» **ASSIGNMENT**
From the data that follows, print exactly the lines starting at the one containing "self.replay = replay;" and ending at the one containing "kernel to completion."; include both of them and nothing more.

» **PROVIDED MATERIAL**
// SPDX-FileCopyrightText: Copyright (c) 2025 NVIDIA CORPORATION & AFFILIATES. All rights reserved.
// SPDX-License-Identifier: Apache-2.0

//! Kernel entry points.
//!
//! Each kernel variant has one argument bundle ([`GemmArgs`], [`AttentionFwdArgs`],
//! [`AttentionBwdArgs`]); [`KernelArgs`] tags them and [`KernelLauncher::launch`]
//! dispatches on the tag. Arguments are validated before any group runs; a launch
//! either is rejected up front or runs every group to completion.

mod attention;
mod attention_bwd;
mod gemm;
mod operand;
pub mod validation;

pub use attention::AttentionFwdArgs;
pub use attention_bwd::AttentionBwdArgs;
pub use gemm::GemmArgs;

use derive_getters::Getters;
use std::marker::PhantomData;
use std::sync::OnceLock;
use std::sync::atomic::{AtomicUsize, Ordering};
use std::time::{Duration, Instant};

use gridtile_runtime::{ComputeConfig, ComputePool, RuntimeConfig};

use crate::buffer::{DefaultOobPolicy, OobPolicy};
use crate::error::{KernelError, Result};
use crate::pipeline::TileConfig;
use crate::tile_map::ReplayMode;
use crate::types::DataType;
use validator::Validate;

/// Reports the hardware generation kernels are launched on.
pub trait CapabilityProbe: Send + Sync {
    fn device_name(&self) -> String;
}

/// A probe answering with a fixed device name.
#[derive(Debug, Clone, PartialEq, Eq)]
pub struct StaticProbe {
    device_name: String,
}

impl StaticProbe {
    pub fn new(device_name: impl Into<String>) -> Self {
        Self {
            device_name: device_name.into(),
        }
    }

    pub fn from_config(config: &RuntimeConfig) -> Self {
        Self::new(config.device_name.clone())
    }
}

impl CapabilityProbe for StaticProbe {
    fn device_name(&self) -> String {
        self.device_name.clone()
    }
}

/// Arguments of one kernel launch, tagged by kernel variant.
#[derive(Debug)]
pub enum KernelArgs<'a, T: DataType> {
    Gemm(GemmArgs<'a, T>),
    AttentionForward(AttentionFwdArgs<'a, T>),
    AttentionBackward(AttentionBwdArgs<'a, T>),
}

impl<T: DataType> KernelArgs<'_, T> {
    pub fn name(&self) -> &'static str {
        match self {
            KernelArgs::Gemm(_) => gemm::KERNEL_NAME,
            KernelArgs::AttentionForward(_) => attention::KERNEL_NAME,
            KernelArgs::AttentionBackward(_) => attention_bwd::KERNEL_NAME,
        }
    }
}

/// Outcome of a completed launch.
#[derive(Debug, Clone, Getters)]
pub struct LaunchReport {
    kernel: &'static str,
    /// Groups started, summed over every grid of the launch
    grid_size: usize,
    /// Output tiles skipped because they were fully masked
    skipped_tiles: usize,
    elapsed: Duration,
}

/// Per-launch bookkeeping shared by all groups.
#[derive(Debug, Default)]
pub(crate) struct LaunchState {
    first_error: OnceLock<KernelError>,
    skipped_tiles: AtomicUsize,
    grid_size: AtomicUsize,
}

impl LaunchState {
    pub(crate) fn record(&self, result: Result<()>) {
        if let Err(e) = result {
            tracing::error!(error = %e, "execution group failed");
            let _ = self.first_error.set(e);
        }
    }

    pub(crate) fn has_failed(&self) -> bool {
        self.first_error.get().is_some()
    }

    pub(crate) fn skip_tile(&self) {
        self.skipped_tiles.fetch_add(1, Ordering::Relaxed);
    }

    pub(crate) fn add_grid(&self, grid_size: usize) {
        self.grid_size.fetch_add(grid_size, Ordering::Relaxed);
    }

    fn finish(self, kernel: &'static str, started: Instant) -> Result<LaunchReport> {
        if let Some(e) = self.first_error.into_inner() {
            return Err(e);
        }
        Ok(LaunchReport {
            kernel,
            grid_size: self.grid_size.into_inner(),
            skipped_tiles: self.skipped_tiles.into_inner(),
            elapsed: started.elapsed(),
        })
    }
}

/// Launches kernels of one tile configuration on a compute pool.
///
/// The tile configuration, the replay mode and the out-of-bounds policy `P` are fixed
/// for the lifetime of the launcher.
pub struct KernelLauncher<P: OobPolicy = DefaultOobPolicy> {
    pool: ComputePool,
    probe: Box<dyn CapabilityProbe>,
    config: TileConfig,
    replay: ReplayMode,
    _policy: PhantomData<P>,
}

impl<P: OobPolicy> std::fmt::Debug for KernelLauncher<P> {
    fn fmt(&self, f: &mut std::fmt::Formatter<'_>) -> std::fmt::Result {
        f.debug_struct("KernelLauncher")
            .field("device", &self.probe.device_name())
            .field("config", &self.config)
            .field("replay", &self.replay)
            .field("policy", &P::NAME)
            .finish()
    }
}

impl<P: OobPolicy> KernelLauncher<P> {
    pub fn new(
        pool: ComputePool,
        probe: impl CapabilityProbe + 'static,
        config: TileConfig,
    ) -> Result<Self> {
        config.validate()?;
        Ok(Self {
            pool,
            probe: Box::new(probe),
            config,
            replay: ReplayMode::Parallel,
            _policy: PhantomData,
        })
    }

    /// Build the pool and the probe from a runtime configuration.
    pub fn from_runtime_config(runtime: &RuntimeConfig, config: TileConfig) -> anyhow::Result<Self> {
        let pool = ComputePool::new(ComputeConfig::from(runtime))?;
        Ok(Self::new(pool, StaticProbe::from_config(runtime), config)?)
    }

    /// Select how the backward kernel distributes key/value tiles.
    pub fn with_replay_mode(mut self, replay: ReplayMode) -> Self {
        self.replay = replay;
        self
    }

    pub fn config(&self) -> &TileConfig {
        &self.config
    }

    pub fn replay_mode(&self) -> ReplayMode {
        self.replay
    }

    pub fn pool(&self) -> &ComputePool {
        &self.pool
    }

    pub fn device_name(&self) -> String {
        self.probe.device_name()
    }

    /// Pre-launch argument validation.
    pub fn is_supported<T: DataType>(&self, args: &KernelArgs<'_, T>) -> Result<()> {
        validation::check_device(args.name(), self.probe.as_ref())?;
        match args {
            KernelArgs::Gemm(a) => a.check(&self.config),
            KernelArgs::AttentionForward(a) => a.check(&self.config),
            KernelArgs::AttentionBackward(a) => a.check(&self.config),
        }
    }

    /// Validate `args` and run the kernel to completion.
    #[tracing::instrument(level = "debug", skip_all, fields(kernel = args.name(), oob = P::NAME))]
    pub fn launch<T: DataType>(&self, args: &KernelArgs<'_, T>) -> Result<LaunchReport> {
        if let Err(e) = self.is_supported(args) {
            tracing::warn!(error = %e, "kernel arguments rejected");
            return Err(e);
        }

        let started = Instant::now();
        let state = LaunchState::default();
        match args {
            KernelArgs::Gemm(a) => gemm::run::<T, P>(self, a, &state)?,
            KernelArgs::AttentionForward(a) => attention::run::<T, P>(self, a, &state)?,
            KernelArgs::AttentionBackward(a) => attention_bwd::run::<T, P>(self, a, &state)?,
        }
        let report = state.finish(args.name(), started)?;
        tracing::debug!(
            grid_size = report.grid_size,
            skipped_tiles = report.skipped_tiles,
            elapsed_us = report.elapsed.as_micros() as u64,
            "kernel completed"
        );
        Ok(report)
    }

    /// Run `grid_size` groups of `group` on the pool.
    pub(crate) fn dispatch<F>(&self, state: &LaunchState, grid_size: usize, group: F)
    where
        F: Fn(usize) -> Result<()> + Send + Sync,
    {
        tracing::debug!(grid_size, "launching grid");
        state.add_grid(grid_size);
        self.pool.launch(grid_size, |group_id| state.record(group(group_id)));
    }
}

» **ANSWER TO THIS EXERCISE**
        self.replay = replay;
        self
    }

    pub fn config(&self) -> &TileConfig {
        &self.config
    }

    pub fn replay_mode(&self) -> ReplayMode {
        self.replay
    }

    pub fn pool(&self) -> &ComputePool {
        &self.pool
    }

    pub fn device_name(&self) -> String {
        self.probe.device_name()
    }

    /// Pre-launch argument validation.
    pub fn is_supported<T: DataType>(&self, args: &KernelArgs<'_, T>) -> Result<()> {
        validation::check_device(args.name(), self.probe.as_ref())?;
        match args {
            KernelArgs::Gemm(a) => a.check(&self.config),
            KernelArgs::AttentionForward(a) => a.check(&self.config),
            KernelArgs::AttentionBackward(a) => a.check(&self.config),
        }
    }

    /// Validate `args` and run the kernel to completion.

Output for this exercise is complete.